The factors driving the proliferation of lymphatic vessels in patients with GSD or GLA are not known but may include known lymphangiogenic cytokines such as vascular endothelial growth factor (VEGF)-A, VEGF-C, VEGF-D and platelet-derived growth factor (PDGF)-BB . In line with this we previously reported increased serum levels of VEGF-A in two pediatric patients with GLA and increased levels of VEGF-C in one patient . Another study showed that lymphatic vessels in a GSD patient expressed both VEGFR3 and PDGFR-β, in addition to receptors for VEGF-C/D and PDGF-BB . An interesting animal model of the related human disorder pulmonary lymphangiectasia , using perinatal overexpression of VEGF-C, implies the involvement of both VEGFR2 and VEGFR3 in aberrant pulmonary lympangiogenesis. Whether this model can be used to mimic the pathogenesis of GLA/GSD is not known and future studies need to define the mechanisms causing the lymphatic proliferation in patients with these conditions.
In a deceased patient, we could show that the LM-forming process was reversible, as the infiltrating LMs at diagnosis were largely absent at the time of death.
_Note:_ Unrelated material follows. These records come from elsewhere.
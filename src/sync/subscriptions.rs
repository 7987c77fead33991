//! Lifecycle of push-notification subscriptions.
//!
//! Each subscription moves from `Active` to `Closed` exactly once. Several subscriptions
//! may watch the same target; they are tracked and closed independently. The most
//! recently closed entries are kept so their state can still be queried; older ones are
//! forgotten and report no state.

use crate::ledger::Address;
use crate::sync::transport::{
	LedgerTransport, NotificationSink, SinkEvent, TransportError, TransportSubscriptionId,
};
use std::collections::{HashMap, VecDeque};
use std::fmt;
use std::sync::Arc;
use tokio::sync::mpsc::UnboundedSender;
use tracing::{debug, info, warn};

#[derive(Debug, Clone, Copy, PartialEq, Eq, Hash, PartialOrd, Ord)]
pub struct SubscriptionHandle(pub u64);

impl fmt::Display for SubscriptionHandle {
	fn fmt(&self, f: &mut fmt::Formatter<'_>) -> fmt::Result {
		write!(f, "#{}", self.0)
	}
}

#[derive(Debug, Clone, Copy, PartialEq, Eq, Hash)]
pub enum SubscriptionTarget {
	/// Changes to a single account.
	Account(Address),
	/// Changes to any account owned by a program.
	Program(Address),
}

impl fmt::Display for SubscriptionTarget {
	fn fmt(&self, f: &mut fmt::Formatter<'_>) -> fmt::Result {
		match self {
			SubscriptionTarget::Account(address) => write!(f, "account {}", address),
			SubscriptionTarget::Program(address) => write!(f, "program {}", address),
		}
	}
}

#[derive(Debug, Clone, Copy, PartialEq, Eq)]
pub enum SubscriptionState {
	Active,
	Closed,
}

#[derive(Debug)]
struct Entry {
	target: SubscriptionTarget,
	transport_id: TransportSubscriptionId,
	state: SubscriptionState,
}

/// Closed subscriptions remembered for [`SubscriptionManager::state`].
pub const CLOSED_HISTORY: usize = 16;

pub struct SubscriptionManager {
	transport: Arc<dyn LedgerTransport>,
	entries: HashMap<SubscriptionHandle, Entry>,
	closed: VecDeque<SubscriptionHandle>,
	next_handle: u64,
}

impl SubscriptionManager {
	pub fn new(transport: Arc<dyn LedgerTransport>) -> Self {
		Self {
			transport,
			entries: HashMap::new(),
			closed: VecDeque::new(),
			next_handle: 1,
		}
	}

	/// Open a subscription whose notifications are sent to `sender`.
	pub async fn subscribe(
		&mut self,
		target: SubscriptionTarget,
		sender: UnboundedSender<SinkEvent>,
	) -> Result<SubscriptionHandle, TransportError> {
		let handle = SubscriptionHandle(self.next_handle);
		self.next_handle += 1;

		let sink = NotificationSink::new(handle, target, sender);
		let transport_id = match target {
			SubscriptionTarget::Account(address) => {
				self.transport.subscribe_account(&address, sink).await?
			}
			SubscriptionTarget::Program(program_id) => {
				self.transport.subscribe_program(&program_id, sink).await?
			}
		};

		self.entries.insert(
			handle,
			Entry {
				target,
				transport_id,
				state: SubscriptionState::Active,
			},
		);
		info!("Subscribed to {} as {}", target, handle);
		Ok(handle)
	}

	/// Close one subscription. Unknown or already closed handles are ignored.
	pub async fn unsubscribe(&mut self, handle: SubscriptionHandle) {
		let Some(entry) = self.entries.get_mut(&handle) else {
			debug!("Ignoring unsubscribe of unknown handle {}", handle);
			return;
		};
		if entry.state == SubscriptionState::Closed {
			return;
		}

		// Closed locally even when the transport fails; its stream is dropped either way.
		entry.state = SubscriptionState::Closed;
		let (target, transport_id) = (entry.target, entry.transport_id);
		self.closed.push_back(handle);
		while self.closed.len() > CLOSED_HISTORY {
			if let Some(oldest) = self.closed.pop_front() {
				self.entries.remove(&oldest);
			}
		}

		if let Err(e) = self.transport.unsubscribe(transport_id).await {
			warn!("Failed to unsubscribe {} from {}: {}", handle, target, e);
		} else {
			debug!("Unsubscribed {} from {}", handle, target);
		}
	}

	/// Number of subscriptions tracked, active and remembered closed ones together.
	pub fn tracked_count(&self) -> usize {
		self.entries.len()
	}

	/// Close every active subscription. Safe to call repeatedly.
	pub async fn unsubscribe_all(&mut self) {
		let mut active: Vec<SubscriptionHandle> = self
			.entries
			.iter()
			.filter(|(_, entry)| entry.state == SubscriptionState::Active)
			.map(|(handle, _)| *handle)
			.collect();
		if active.is_empty() {
			return;
		}
		active.sort();
		info!("Closing {} subscriptions", active.len());
		for handle in active {
			self.unsubscribe(handle).await;
		}
	}

	pub fn state(&self, handle: SubscriptionHandle) -> Option<SubscriptionState> {
		self.entries.get(&handle).map(|entry| entry.state)
	}

	pub fn is_active(&self, handle: SubscriptionHandle) -> bool {
		self.state(handle) == Some(SubscriptionState::Active)
	}

	pub fn active_count(&self) -> usize {
		self.entries
			.values()
			.filter(|entry| entry.state == SubscriptionState::Active)
			.count()
	}

	pub fn is_subscribed(&self, target: &SubscriptionTarget) -> bool {
		self.entries
			.values()
			.any(|entry| entry.state == SubscriptionState::Active && &entry.target == target)
	}
}

#[cfg(test)]
mod tests {
	use super::*;
	use crate::sync::testing::MockTransport;

	fn target(n: u8) -> SubscriptionTarget {
		SubscriptionTarget::Account(Address::new([n; 32]))
	}

	#[tokio::test]
	async fn test_subscriptions_are_independent() {
		let transport = Arc::new(MockTransport::new(Address::new([7; 32])));
		let mut manager = SubscriptionManager::new(transport.clone());
		let (tx, _rx) = tokio::sync::mpsc::unbounded_channel();

		let first = manager.subscribe(target(1), tx.clone()).await.expect("subscribes");
		let second = manager.subscribe(target(1), tx).await.expect("subscribes");
		assert_ne!(first, second);
		assert_eq!(manager.active_count(), 2);

		manager.unsubscribe(first).await;
		assert_eq!(manager.state(first), Some(SubscriptionState::Closed));
		assert_eq!(manager.state(second), Some(SubscriptionState::Active));
		assert!(manager.is_subscribed(&target(1)));
		assert_eq!(transport.live_subscriptions(), 1);
	}

	#[tokio::test]
	async fn test_unsubscribe_unknown_and_closed_is_noop() {
		let transport = Arc::new(MockTransport::new(Address::new([7; 32])));
		let mut manager = SubscriptionManager::new(transport.clone());
		let (tx, _rx) = tokio::sync::mpsc::unbounded_channel();

		manager.unsubscribe(SubscriptionHandle(99)).await;
		let handle = manager.subscribe(target(2), tx).await.expect("subscribes");
		manager.unsubscribe(handle).await;
		manager.unsubscribe(handle).await;
		assert_eq!(transport.unsubscribe_calls(), 1);
		assert_eq!(manager.state(SubscriptionHandle(99)), None);
	}

	#[tokio::test]
	async fn test_unsubscribe_all_is_idempotent() {
		let transport = Arc::new(MockTransport::new(Address::new([7; 32])));
		let mut manager = SubscriptionManager::new(transport.clone());
		manager.unsubscribe_all().await;

		let (tx, _rx) = tokio::sync::mpsc::unbounded_channel();
		for n in 0..3 {
			manager.subscribe(target(n), tx.clone()).await.expect("subscribes");
		}
		manager
			.subscribe(SubscriptionTarget::Program(Address::new([7; 32])), tx)
			.await
			.expect("subscribes");
		assert_eq!(manager.active_count(), 4);

		manager.unsubscribe_all().await;
		manager.unsubscribe_all().await;
		assert_eq!(manager.active_count(), 0);
		assert_eq!(transport.unsubscribe_calls(), 4);
		assert_eq!(transport.live_subscriptions(), 0);
	}

	#[tokio::test]
	async fn test_transport_unsubscribe_failure_still_closes() {
		let transport = Arc::new(MockTransport::new(Address::new([7; 32])));
		let mut manager = SubscriptionManager::new(transport.clone());
		let (tx, _rx) = tokio::sync::mpsc::unbounded_channel();
		let handle = manager.subscribe(target(1), tx).await.expect("subscribes");

		transport.set_offline(true);
		manager.unsubscribe(handle).await;
		assert_eq!(manager.state(handle), Some(SubscriptionState::Closed));
		assert!(!manager.is_subscribed(&target(1)));
	}

	#[tokio::test]
	async fn test_closed_history_is_bounded() {
		let transport = Arc::new(MockTransport::new(Address::new([7; 32])));
		let mut manager = SubscriptionManager::new(transport);
		let (tx, _rx) = tokio::sync::mpsc::unbounded_channel();

		let live = manager.subscribe(target(0), tx.clone()).await.expect("subscribes");
		let mut handles = Vec::new();
		for _ in 0..CLOSED_HISTORY + 4 {
			let handle = manager.subscribe(target(1), tx.clone()).await.expect("subscribes");
			manager.unsubscribe(handle).await;
			handles.push(handle);
		}

		assert_eq!(manager.tracked_count(), CLOSED_HISTORY + 1);
		assert_eq!(manager.state(handles[0]), None);
		assert_eq!(manager.state(handles[3]), None);
		assert_eq!(manager.state(handles[4]), Some(SubscriptionState::Closed));
		assert_eq!(manager.state(live), Some(SubscriptionState::Active));

		// Forgotten handles stay closed.
		manager.unsubscribe(handles[0]).await;
		assert_eq!(manager.active_count(), 1);
	}

	#[tokio::test]
	async fn test_failed_subscribe_is_not_tracked() {
		let transport = Arc::new(MockTransport::new(Address::new([7; 32])));
		transport.set_offline(true);
		let mut manager = SubscriptionManager::new(transport);
		let (tx, _rx) = tokio::sync::mpsc::unbounded_channel();
		assert!(manager.subscribe(target(1), tx).await.is_err());
		assert_eq!(manager.active_count(), 0);
	}
}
Whether this was caused by the GLA targeted treatment or non-related factors associated with the death of the patient is however impossible to determine postmortem in a single case.
In conclusion, we stress the possible importance of an early diagnosis and treatment, as opposed to the ‘await and see’ philosophy suggested by Rössler et al. , since waiting may render the disease less treatable. Indeed, in our clinical experience, many of the pharmacological approaches suggested in the literature have been largely ineffective in adult patients with chylothorax. Our data also may suggest that children and adults with GLA/GSD and chylothorax should be treated differently. The number of patients in this study is however limited and would ideally be expanded to further strengthen this conclusion.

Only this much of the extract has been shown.